**Data shown:**
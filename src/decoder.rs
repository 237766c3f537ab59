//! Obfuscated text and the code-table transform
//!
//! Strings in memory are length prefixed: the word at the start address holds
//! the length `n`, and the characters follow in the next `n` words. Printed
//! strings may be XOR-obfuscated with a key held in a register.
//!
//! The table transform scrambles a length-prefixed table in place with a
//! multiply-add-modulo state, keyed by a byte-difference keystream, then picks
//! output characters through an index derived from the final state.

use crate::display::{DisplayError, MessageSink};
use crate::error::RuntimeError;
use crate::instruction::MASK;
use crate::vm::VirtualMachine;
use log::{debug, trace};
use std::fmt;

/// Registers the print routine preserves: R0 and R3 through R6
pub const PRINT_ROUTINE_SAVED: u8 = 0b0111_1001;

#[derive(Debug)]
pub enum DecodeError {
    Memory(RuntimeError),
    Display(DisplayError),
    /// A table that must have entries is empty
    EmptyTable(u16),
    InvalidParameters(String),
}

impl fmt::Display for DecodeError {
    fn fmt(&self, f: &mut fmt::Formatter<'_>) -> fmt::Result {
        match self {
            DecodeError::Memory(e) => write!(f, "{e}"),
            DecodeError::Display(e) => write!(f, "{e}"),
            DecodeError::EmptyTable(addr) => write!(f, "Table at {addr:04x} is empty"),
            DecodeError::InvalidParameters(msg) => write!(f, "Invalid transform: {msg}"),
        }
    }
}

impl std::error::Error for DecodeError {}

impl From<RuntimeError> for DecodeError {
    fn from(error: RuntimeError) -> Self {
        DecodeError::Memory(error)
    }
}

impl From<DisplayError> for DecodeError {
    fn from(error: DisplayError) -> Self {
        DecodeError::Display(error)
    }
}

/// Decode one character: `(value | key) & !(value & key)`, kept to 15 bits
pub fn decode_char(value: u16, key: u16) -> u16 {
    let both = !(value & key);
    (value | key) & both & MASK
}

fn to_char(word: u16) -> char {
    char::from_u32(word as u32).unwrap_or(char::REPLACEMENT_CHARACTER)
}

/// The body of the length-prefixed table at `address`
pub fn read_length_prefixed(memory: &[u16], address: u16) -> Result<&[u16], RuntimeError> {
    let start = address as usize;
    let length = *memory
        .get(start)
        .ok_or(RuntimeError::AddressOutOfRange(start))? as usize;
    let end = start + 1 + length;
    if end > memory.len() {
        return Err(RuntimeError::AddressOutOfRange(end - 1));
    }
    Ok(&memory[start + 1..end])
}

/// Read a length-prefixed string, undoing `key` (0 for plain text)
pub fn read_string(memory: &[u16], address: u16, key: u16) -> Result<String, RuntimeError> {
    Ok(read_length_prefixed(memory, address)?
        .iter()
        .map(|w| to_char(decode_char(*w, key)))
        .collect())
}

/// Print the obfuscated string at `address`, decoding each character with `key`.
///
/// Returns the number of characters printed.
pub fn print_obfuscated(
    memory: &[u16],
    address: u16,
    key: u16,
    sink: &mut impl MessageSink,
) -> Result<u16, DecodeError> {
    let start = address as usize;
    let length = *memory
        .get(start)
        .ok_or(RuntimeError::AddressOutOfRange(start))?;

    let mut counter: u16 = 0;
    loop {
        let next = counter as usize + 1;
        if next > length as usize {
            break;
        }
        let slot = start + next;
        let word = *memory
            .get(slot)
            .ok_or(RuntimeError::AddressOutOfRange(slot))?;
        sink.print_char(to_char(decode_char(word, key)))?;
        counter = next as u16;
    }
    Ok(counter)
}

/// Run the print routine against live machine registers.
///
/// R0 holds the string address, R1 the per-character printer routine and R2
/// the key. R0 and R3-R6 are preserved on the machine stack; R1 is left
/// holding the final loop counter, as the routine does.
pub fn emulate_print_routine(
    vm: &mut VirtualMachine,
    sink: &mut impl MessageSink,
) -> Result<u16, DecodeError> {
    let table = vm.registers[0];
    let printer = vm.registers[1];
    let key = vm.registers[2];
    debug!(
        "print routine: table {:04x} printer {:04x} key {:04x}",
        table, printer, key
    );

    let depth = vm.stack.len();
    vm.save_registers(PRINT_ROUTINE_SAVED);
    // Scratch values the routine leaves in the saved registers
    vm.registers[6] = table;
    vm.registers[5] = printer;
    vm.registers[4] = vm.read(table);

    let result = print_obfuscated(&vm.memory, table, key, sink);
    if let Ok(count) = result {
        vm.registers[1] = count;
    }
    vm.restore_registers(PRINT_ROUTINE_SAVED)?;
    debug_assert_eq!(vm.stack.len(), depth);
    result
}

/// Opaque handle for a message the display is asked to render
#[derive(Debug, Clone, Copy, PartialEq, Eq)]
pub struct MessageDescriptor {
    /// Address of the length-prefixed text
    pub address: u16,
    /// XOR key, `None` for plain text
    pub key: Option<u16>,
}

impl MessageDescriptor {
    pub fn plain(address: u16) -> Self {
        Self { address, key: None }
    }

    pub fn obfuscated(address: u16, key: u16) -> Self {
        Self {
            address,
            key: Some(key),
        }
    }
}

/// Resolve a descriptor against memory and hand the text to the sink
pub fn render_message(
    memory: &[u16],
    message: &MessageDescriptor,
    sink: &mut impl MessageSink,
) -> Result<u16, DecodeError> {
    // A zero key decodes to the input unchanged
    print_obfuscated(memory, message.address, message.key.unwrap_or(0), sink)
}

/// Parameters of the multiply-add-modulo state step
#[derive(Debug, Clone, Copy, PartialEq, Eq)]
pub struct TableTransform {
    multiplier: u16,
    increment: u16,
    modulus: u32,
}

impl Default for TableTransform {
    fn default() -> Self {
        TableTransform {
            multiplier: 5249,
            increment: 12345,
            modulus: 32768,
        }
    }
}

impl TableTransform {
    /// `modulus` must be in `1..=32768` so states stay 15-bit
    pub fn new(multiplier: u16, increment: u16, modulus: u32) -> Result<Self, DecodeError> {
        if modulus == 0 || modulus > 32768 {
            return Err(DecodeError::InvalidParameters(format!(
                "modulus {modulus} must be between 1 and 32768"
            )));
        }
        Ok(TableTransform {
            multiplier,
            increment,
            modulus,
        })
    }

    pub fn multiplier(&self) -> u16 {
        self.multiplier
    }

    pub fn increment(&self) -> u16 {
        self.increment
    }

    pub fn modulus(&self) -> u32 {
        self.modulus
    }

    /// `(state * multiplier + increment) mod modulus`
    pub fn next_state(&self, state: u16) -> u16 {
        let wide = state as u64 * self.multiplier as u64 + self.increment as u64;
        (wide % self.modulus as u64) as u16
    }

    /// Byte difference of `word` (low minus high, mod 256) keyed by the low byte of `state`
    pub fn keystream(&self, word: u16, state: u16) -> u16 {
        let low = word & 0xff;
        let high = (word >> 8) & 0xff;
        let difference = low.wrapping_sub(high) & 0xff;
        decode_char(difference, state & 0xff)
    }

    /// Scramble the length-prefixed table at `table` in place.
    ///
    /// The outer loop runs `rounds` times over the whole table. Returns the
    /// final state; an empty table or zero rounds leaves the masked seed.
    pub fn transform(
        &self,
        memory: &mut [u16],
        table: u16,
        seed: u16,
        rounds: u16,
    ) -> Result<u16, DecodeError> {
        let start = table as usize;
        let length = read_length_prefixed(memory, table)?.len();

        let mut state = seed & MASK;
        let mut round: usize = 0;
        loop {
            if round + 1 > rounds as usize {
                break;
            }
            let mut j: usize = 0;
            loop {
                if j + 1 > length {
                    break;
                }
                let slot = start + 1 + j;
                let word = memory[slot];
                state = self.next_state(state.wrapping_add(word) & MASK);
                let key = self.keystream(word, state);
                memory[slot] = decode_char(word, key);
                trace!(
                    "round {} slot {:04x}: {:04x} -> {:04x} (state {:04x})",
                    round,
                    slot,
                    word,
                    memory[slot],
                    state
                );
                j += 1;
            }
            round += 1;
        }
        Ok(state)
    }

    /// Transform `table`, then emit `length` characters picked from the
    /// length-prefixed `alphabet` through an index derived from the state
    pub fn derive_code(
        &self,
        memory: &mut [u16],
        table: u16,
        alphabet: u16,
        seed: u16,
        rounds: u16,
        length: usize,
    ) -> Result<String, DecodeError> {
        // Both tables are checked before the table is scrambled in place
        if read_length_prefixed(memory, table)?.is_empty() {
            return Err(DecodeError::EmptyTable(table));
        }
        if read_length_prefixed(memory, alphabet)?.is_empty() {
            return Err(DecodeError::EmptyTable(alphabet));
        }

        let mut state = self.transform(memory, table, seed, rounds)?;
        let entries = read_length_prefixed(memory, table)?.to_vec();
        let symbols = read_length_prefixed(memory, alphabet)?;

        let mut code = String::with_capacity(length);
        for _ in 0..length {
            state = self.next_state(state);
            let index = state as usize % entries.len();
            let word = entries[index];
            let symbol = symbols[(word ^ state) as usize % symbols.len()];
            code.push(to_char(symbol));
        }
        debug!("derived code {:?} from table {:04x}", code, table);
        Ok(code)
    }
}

==

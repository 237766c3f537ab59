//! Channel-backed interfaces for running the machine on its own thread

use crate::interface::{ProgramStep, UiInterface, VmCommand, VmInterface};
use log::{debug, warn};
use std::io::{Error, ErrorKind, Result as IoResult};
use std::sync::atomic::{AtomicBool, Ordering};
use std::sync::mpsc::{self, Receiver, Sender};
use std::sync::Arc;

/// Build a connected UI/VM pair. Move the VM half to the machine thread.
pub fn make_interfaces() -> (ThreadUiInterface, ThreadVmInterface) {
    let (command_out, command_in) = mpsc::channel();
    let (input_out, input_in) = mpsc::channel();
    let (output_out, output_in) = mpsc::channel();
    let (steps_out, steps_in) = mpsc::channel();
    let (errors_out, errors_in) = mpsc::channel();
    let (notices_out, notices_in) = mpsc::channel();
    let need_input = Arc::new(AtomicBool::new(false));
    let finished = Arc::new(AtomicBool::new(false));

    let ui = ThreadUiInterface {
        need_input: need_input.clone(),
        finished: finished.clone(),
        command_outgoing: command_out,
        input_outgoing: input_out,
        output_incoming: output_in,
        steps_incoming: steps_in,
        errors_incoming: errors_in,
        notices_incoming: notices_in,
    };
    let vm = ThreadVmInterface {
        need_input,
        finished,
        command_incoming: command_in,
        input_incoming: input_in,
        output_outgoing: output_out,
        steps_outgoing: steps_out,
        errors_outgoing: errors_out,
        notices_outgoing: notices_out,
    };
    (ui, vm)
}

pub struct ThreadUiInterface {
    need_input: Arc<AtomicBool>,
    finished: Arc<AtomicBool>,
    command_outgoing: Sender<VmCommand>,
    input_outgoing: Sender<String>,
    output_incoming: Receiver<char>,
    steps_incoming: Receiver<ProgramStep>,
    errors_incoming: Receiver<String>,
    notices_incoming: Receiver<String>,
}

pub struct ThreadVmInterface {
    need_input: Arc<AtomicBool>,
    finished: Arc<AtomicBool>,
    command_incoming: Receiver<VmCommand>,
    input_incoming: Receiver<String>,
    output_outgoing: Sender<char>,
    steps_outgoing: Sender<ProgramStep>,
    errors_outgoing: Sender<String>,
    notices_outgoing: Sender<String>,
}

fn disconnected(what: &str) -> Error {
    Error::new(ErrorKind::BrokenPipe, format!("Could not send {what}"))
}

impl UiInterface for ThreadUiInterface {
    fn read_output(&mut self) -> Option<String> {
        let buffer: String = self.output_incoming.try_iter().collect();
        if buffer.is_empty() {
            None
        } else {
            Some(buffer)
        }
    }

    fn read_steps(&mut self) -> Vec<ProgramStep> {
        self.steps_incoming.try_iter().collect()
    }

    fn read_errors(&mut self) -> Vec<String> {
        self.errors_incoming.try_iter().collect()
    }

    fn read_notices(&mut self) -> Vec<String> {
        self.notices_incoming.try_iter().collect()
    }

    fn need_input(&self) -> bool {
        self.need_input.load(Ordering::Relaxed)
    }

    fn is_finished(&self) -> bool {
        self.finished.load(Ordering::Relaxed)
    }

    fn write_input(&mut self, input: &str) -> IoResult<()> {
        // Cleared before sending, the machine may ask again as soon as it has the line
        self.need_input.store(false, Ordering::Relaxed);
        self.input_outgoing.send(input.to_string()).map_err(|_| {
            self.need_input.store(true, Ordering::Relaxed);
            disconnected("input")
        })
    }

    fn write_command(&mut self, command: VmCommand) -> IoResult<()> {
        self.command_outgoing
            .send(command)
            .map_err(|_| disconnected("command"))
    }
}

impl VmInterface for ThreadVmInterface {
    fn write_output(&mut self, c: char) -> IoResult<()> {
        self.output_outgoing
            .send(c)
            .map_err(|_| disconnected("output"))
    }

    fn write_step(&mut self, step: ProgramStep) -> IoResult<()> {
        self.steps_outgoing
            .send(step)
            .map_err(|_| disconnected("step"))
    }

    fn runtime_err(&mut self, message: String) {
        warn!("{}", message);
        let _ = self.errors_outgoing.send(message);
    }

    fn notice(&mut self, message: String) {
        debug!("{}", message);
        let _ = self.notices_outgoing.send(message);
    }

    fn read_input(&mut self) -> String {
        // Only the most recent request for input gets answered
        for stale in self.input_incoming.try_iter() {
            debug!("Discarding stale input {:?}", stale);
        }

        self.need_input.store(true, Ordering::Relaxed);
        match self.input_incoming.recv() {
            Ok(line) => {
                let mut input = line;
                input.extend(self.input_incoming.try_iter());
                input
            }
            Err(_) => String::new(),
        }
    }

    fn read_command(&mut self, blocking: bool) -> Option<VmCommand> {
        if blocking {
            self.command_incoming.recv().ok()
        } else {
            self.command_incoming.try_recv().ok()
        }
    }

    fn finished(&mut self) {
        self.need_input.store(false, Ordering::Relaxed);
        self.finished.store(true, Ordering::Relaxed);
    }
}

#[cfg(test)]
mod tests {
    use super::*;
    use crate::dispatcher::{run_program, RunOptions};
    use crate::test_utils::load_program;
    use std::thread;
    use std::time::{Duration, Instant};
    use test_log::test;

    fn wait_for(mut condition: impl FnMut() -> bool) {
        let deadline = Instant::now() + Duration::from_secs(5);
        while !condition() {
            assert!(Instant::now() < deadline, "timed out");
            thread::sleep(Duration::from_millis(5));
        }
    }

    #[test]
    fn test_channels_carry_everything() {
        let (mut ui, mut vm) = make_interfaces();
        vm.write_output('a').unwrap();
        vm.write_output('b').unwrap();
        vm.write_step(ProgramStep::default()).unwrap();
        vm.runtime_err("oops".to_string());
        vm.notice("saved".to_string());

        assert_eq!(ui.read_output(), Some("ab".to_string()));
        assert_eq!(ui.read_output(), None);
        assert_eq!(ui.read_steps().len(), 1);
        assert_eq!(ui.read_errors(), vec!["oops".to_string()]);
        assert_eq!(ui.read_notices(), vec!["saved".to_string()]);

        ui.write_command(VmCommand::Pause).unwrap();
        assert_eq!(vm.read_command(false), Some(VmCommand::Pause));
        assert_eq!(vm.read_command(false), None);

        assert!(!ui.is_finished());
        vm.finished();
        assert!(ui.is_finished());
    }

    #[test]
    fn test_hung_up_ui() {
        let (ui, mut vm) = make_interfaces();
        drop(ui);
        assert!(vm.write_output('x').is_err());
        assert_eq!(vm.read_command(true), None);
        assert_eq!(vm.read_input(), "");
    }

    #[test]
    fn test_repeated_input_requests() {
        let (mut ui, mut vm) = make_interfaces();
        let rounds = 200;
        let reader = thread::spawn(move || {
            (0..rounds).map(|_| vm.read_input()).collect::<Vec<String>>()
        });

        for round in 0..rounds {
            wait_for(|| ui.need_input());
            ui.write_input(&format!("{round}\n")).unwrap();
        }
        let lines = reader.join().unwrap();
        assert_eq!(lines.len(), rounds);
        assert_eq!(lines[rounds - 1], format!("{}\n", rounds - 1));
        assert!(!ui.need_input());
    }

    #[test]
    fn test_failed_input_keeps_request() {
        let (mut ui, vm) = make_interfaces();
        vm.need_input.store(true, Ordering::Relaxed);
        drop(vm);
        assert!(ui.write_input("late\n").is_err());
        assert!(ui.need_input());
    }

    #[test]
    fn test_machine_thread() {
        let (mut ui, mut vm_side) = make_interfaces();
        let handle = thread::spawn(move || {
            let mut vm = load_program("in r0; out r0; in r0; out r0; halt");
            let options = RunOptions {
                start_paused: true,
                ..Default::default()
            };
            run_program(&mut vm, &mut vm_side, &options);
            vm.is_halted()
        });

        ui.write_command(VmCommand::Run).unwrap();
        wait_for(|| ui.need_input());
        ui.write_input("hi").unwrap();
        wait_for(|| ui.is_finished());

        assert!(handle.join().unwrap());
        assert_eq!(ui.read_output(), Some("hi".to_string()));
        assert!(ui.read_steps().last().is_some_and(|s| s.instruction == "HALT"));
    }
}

**Work request:** Reproduce the lines above, beginning at the line with "filename src/decoder.rs" and stopping after the line with "place with a", exactly as they are.

**Answer section:**
filename src/decoder.rs
repository 237766c3f537ab59
//! Obfuscated text and the code-table transform
//!
//! Strings in memory are length prefixed: the word at the start address holds
//! the length `n`, and the characters follow in the next `n` words. Printed
//! strings may be XOR-obfuscated with a key held in a register.
//!
//! The table transform scrambles a length-prefixed table in place with a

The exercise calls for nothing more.